De plus, l’artiste ne pardonnait pas à Napoléon l’offense faite à sa terre natale, traitée comme une simple monnaie d’échange à la fin de la première campagne d’Italie. Dès les années de guerre, le 20 avril 1797, il avait écrit une lettre à son ami Giannantonio Selva pour lui faire part de son inquiétude: “Je serais heureux de tout perdre, et même ma vie, pourvu que je puisse ainsi aider mon adorable patrie, que j’appellerai ma patrie tant qu’il me restera du souffle”. Et de toute évidence, ses pensées ne changeront pas cinq ans plus tard. Là encore, Canova se montre hostile à Napoléon pour le pillage des œuvres d’art prises dans les territoires occupés et envoyées en France: dès les premières réquisitions, selon ses biographes, il avait exprimé son profond regret pour ce pillage. Canova avait donc tout d’abord refusé l’invitation, invoquant auprès de Cacault un certain nombre d’excuses: engagements, raisons de santé, difficultés du voyage. Mais le nouveau pape Pie VII, monté sur le trône en 1800, craint que le refus de son plus grand artiste n’envenime les relations diplomatiques avec la France: une éventualité que le souverain pontife veut éviter à tout prix. Son intervention est donc nécessaire, ainsi que celle du secrétaire d’État du Vatican, le cardinal Ercole Consalvi, pour convaincre l’artiste: la crainte des répercussions en cas de refus de l’invitation est trop grande. C’est donc à contrecœur que Canova quitte Rome pour la capitale française.
Arrivé à Paris, le sculpteur est logé dans le palais du légat du pape Giovanni Battista Caprara Montecuccoli. Peu après son arrivée, le secrétaire de Napoléon, Louis Bourienne, l’emmène au château de Saint-Cloud, alors résidence du premier consul. C’est là que Canova rencontre Napoléon, et c’est là que se déroulent les séances de pose qui permettront à l’artiste d’obtenir le premier modèle en argile du portrait.

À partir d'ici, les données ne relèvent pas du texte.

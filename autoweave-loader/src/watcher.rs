//! Plugin-directory watching with per-plugin change coalescing.
//!
//! Editors and build tools touch many files in a burst; every change event
//! under a plugin directory refreshes that plugin's debounce deadline, and
//! the reload fires once the directory has been quiet for the window.

use std::collections::HashMap;
use std::path::{Path, PathBuf};
use std::time::Duration;

use notify::{Event, RecommendedWatcher, RecursiveMode, Watcher};
use tokio::sync::mpsc;
use tokio::time::Instant;
use tracing::{debug, warn};

use crate::LoaderError;

/// Handle keeping the OS watcher and the coalescing task alive.
pub(crate) struct DirectoryWatcher {
    // Dropping the watcher stops the notification stream.
    _watcher: RecommendedWatcher,
    task: tokio::task::JoinHandle<()>,
}

impl DirectoryWatcher {
    /// Watch `root` recursively; emits the name of a changed plugin
    /// directory onto `reloads` after its burst has settled.
    pub fn spawn(
        root: PathBuf,
        debounce: Duration,
        reloads: mpsc::UnboundedSender<String>,
    ) -> Result<Self, LoaderError> {
        let (raw_tx, mut raw_rx) = mpsc::unbounded_channel::<Event>();

        let mut watcher = notify::recommended_watcher(move |result: notify::Result<Event>| {
            match result {
                Ok(event) => {
                    let _ = raw_tx.send(event);
                }
                Err(e) => warn!(error = %e, "plugin directory watch error"),
            }
        })
        .map_err(|e| LoaderError::Watch(e.to_string()))?;
        watcher
            .watch(&root, RecursiveMode::Recursive)
            .map_err(|e| LoaderError::Watch(e.to_string()))?;

        let task = tokio::spawn(async move {
            let mut pending: HashMap<String, Instant> = HashMap::new();
            loop {
                let next_deadline = pending.values().min().copied();
                tokio::select! {
                    event = raw_rx.recv() => {
                        let Some(event) = event else { break };
                        for path in &event.paths {
                            if let Some(plugin) = plugin_dir_of(&root, path) {
                                pending.insert(plugin, Instant::now() + debounce);
                            }
                        }
                    }
                    _ = sleep_until_or_forever(next_deadline) => {
                        let now = Instant::now();
                        let due: Vec<String> = pending
                            .iter()
                            .filter(|(_, deadline)| **deadline <= now)
                            .map(|(plugin, _)| plugin.clone())
                            .collect();
                        for plugin in due {
                            pending.remove(&plugin);
                            debug!(plugin, "plugin directory settled, requesting reload");
                            if reloads.send(plugin).is_err() {
                                return;
                            }
                        }
                    }
                }
            }
        });

        Ok(Self {
            _watcher: watcher,
            task,
        })
    }

    pub async fn shutdown(self) {
        self.task.abort();
        let _ = self.task.await;
    }
}

async fn sleep_until_or_forever(deadline: Option<Instant>) {
    match deadline {
        Some(deadline) => tokio::time::sleep_until(deadline).await,
        None => std::future::pending().await,
    }
}

/// The plugin directory a changed path belongs to: the first component
/// under the watch root.
fn plugin_dir_of(root: &Path, changed: &Path) -> Option<String> {
    let relative = changed.strip_prefix(root).ok()?;
    let first = relative.components().next()?;
    match first {
        std::path::Component::Normal(name) => Some(name.to_string_lossy().into_owned()),
        _ => None,
    }
}

#[cfg(test)]
mod tests {
    use super::*;

    #[test]
    fn plugin_dir_is_first_component_under_root() {
        let root = Path::new("/plugins");
        assert_eq!(
            plugin_dir_of(root, Path::new("/plugins/usb-scanner-plugin/src/index.bin")),
            Some("usb-scanner-plugin".to_string())
        );
        assert_eq!(plugin_dir_of(root, Path::new("/plugins")), None);
        assert_eq!(plugin_dir_of(root, Path::new("/elsewhere/x")), None);
    }

    #[tokio::test]
    async fn bursts_coalesce_into_one_reload() {
        let dir = tempfile::tempdir().unwrap();
        let plugin_dir = dir.path().join("usb-scanner-plugin");
        std::fs::create_dir_all(&plugin_dir).unwrap();

        let (tx, mut rx) = mpsc::unbounded_channel();
        let watcher =
            DirectoryWatcher::spawn(dir.path().to_path_buf(), Duration::from_millis(100), tx)
                .unwrap();

        for i in 0..5 {
            std::fs::write(plugin_dir.join(format!("file-{i}")), b"x").unwrap();
            tokio::time::sleep(Duration::from_millis(10)).await;
        }

        let plugin = tokio::time::timeout(Duration::from_secs(5), rx.recv())
            .await
            .expect("reload within deadline")
            .expect("channel open");
        assert_eq!(plugin, "usb-scanner-plugin");

        // The burst must have collapsed to a single reload request.
        tokio::time::sleep(Duration::from_millis(200)).await;
        assert!(rx.try_recv().is_err());
        watcher.shutdown().await;
    }
}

Il faudra cinq ans à Canova pour obtenir le premier modèle en terre cuite, daté du 16 octobre. À partir de cette première esquisse, Canova réalise le modèle en plâtre qu’il emporte avec lui à Rome pour sculpter le marbre. On pense que le prototype en plâtre est celui qui se trouve actuellement à la Gipsoteca de Possagno (un autre exemplaire identique se trouve à l’Accademia di San Luca): Napoléon est représenté en uniforme, de face, les yeux creusés mais fixes et légèrement tournés vers le bas en signe de réflexion et de concentration, les sourcils froncés pour exprimer la profondeur des pensées du premier consul et la haute responsabilité qui en découle, le menton prononcé, le visage plein exprimant toute la fermeté du caractère mais aussi la fraîcheur de ses trente-trois ans.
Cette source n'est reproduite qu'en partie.